▶ **Activity**: Start at the line below containing "use crate::date_window::DateWindow;" and stop at the line containing "if !self.window.is_unbounded() &&". Repeat every line of that stretch exactly, and nothing outside it.

--- Supplied records ---

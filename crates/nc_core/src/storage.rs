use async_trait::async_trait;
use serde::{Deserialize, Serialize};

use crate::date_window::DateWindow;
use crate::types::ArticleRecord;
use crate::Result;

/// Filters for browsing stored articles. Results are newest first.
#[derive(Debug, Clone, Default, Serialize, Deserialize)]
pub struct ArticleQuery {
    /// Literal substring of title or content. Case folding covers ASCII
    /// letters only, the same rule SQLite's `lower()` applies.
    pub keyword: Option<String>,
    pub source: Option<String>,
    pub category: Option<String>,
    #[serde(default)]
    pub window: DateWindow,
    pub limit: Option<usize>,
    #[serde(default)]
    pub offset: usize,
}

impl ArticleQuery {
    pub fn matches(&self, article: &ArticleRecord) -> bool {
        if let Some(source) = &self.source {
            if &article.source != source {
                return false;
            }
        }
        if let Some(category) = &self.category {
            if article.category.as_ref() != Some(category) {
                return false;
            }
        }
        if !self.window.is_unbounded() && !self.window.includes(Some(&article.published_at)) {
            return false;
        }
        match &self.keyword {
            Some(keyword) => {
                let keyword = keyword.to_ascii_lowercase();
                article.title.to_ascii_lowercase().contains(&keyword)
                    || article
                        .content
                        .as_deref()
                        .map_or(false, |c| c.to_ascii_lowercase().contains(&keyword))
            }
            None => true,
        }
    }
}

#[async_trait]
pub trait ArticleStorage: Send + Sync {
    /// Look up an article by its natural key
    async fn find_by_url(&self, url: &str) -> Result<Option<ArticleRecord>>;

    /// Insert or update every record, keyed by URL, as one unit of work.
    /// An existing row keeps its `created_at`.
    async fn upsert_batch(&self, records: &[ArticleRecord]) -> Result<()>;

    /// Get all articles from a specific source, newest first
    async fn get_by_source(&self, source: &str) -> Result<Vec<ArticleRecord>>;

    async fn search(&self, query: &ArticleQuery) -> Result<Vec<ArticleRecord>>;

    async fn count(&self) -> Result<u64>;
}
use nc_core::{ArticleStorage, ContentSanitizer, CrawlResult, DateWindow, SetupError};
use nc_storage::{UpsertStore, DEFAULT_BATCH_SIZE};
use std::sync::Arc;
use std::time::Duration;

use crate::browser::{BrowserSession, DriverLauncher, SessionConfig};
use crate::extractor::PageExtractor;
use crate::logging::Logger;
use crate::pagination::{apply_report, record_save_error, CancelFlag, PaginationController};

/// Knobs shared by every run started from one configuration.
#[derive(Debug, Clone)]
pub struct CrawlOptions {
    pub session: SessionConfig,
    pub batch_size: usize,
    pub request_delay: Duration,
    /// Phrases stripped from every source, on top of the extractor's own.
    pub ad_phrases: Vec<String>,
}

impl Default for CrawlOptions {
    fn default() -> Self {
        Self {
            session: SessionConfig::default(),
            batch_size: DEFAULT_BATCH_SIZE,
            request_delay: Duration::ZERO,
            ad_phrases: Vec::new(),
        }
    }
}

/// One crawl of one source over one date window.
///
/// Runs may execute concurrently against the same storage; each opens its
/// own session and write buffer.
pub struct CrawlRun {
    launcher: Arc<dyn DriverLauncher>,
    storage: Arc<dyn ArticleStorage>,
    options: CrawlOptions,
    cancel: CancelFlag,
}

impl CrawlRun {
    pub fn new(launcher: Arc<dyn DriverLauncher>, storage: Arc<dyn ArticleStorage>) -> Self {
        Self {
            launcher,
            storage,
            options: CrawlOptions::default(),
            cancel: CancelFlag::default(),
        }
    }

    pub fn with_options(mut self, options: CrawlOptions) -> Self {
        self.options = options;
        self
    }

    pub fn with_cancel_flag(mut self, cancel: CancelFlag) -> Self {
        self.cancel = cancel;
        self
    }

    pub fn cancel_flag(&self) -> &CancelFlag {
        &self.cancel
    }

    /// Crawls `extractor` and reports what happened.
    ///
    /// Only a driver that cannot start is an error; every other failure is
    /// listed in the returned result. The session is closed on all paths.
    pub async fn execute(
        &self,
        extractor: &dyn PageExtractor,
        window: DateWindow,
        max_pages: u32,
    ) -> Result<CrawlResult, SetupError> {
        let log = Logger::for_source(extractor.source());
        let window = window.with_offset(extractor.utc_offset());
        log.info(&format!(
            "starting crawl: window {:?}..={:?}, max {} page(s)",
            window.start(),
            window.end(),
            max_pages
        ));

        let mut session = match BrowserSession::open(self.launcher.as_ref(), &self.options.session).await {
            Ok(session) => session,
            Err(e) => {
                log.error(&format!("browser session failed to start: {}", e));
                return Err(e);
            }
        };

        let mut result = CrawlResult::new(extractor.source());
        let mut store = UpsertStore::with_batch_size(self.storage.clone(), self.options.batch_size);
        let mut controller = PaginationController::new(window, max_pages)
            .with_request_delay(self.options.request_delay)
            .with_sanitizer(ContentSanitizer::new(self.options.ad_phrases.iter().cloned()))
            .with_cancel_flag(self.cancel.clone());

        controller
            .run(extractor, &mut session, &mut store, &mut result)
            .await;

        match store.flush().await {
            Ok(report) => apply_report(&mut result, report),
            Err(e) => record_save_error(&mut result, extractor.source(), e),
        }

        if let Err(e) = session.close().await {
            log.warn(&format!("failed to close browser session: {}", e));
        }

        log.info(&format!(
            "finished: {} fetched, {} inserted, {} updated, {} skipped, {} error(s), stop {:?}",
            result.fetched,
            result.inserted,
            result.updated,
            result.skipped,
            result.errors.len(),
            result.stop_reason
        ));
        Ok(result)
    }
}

---
--- Supplied records ---

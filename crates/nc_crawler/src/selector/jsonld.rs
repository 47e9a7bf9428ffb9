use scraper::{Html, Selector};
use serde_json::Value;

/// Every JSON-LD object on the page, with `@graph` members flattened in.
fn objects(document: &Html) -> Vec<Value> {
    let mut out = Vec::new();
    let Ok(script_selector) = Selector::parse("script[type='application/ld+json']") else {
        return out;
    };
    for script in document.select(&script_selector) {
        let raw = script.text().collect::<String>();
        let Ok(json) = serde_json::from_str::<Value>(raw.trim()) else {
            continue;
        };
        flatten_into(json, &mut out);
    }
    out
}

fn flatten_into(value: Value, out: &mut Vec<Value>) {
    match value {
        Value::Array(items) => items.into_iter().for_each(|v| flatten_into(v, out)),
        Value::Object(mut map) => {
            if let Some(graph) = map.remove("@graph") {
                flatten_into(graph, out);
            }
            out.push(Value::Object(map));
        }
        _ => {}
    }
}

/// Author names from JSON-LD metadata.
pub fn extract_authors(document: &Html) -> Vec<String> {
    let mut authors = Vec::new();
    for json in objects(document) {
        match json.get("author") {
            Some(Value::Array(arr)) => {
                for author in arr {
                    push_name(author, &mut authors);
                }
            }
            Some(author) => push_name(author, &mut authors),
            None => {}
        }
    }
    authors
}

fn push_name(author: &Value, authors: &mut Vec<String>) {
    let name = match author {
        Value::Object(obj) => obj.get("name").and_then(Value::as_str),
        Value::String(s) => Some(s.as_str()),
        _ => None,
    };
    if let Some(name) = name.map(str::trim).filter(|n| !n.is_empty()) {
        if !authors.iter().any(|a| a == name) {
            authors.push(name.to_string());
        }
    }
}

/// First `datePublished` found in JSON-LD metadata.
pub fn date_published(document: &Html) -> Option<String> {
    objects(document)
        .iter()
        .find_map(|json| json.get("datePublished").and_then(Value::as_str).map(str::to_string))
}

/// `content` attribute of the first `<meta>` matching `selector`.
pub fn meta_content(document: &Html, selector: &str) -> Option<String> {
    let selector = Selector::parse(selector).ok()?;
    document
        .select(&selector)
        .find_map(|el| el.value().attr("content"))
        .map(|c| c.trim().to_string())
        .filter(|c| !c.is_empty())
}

---

▶ **Answer**:
use crate::date_window::DateWindow;
use crate::types::ArticleRecord;
use crate::Result;

/// Filters for browsing stored articles. Results are newest first.
#[derive(Debug, Clone, Default, Serialize, Deserialize)]
pub struct ArticleQuery {
    /// Literal substring of title or content. Case folding covers ASCII
    /// letters only, the same rule SQLite's `lower()` applies.
    pub keyword: Option<String>,
    pub source: Option<String>,
    pub category: Option<String>,
    #[serde(default)]
    pub window: DateWindow,
    pub limit: Option<usize>,
    #[serde(default)]
    pub offset: usize,
}

impl ArticleQuery {
    pub fn matches(&self, article: &ArticleRecord) -> bool {
        if let Some(source) = &self.source {
            if &article.source != source {
                return false;
            }
        }
        if let Some(category) = &self.category {
            if article.category.as_ref() != Some(category) {
                return false;
            }
        }
        if !self.window.is_unbounded() && !self.window.includes(Some(&article.published_at)) {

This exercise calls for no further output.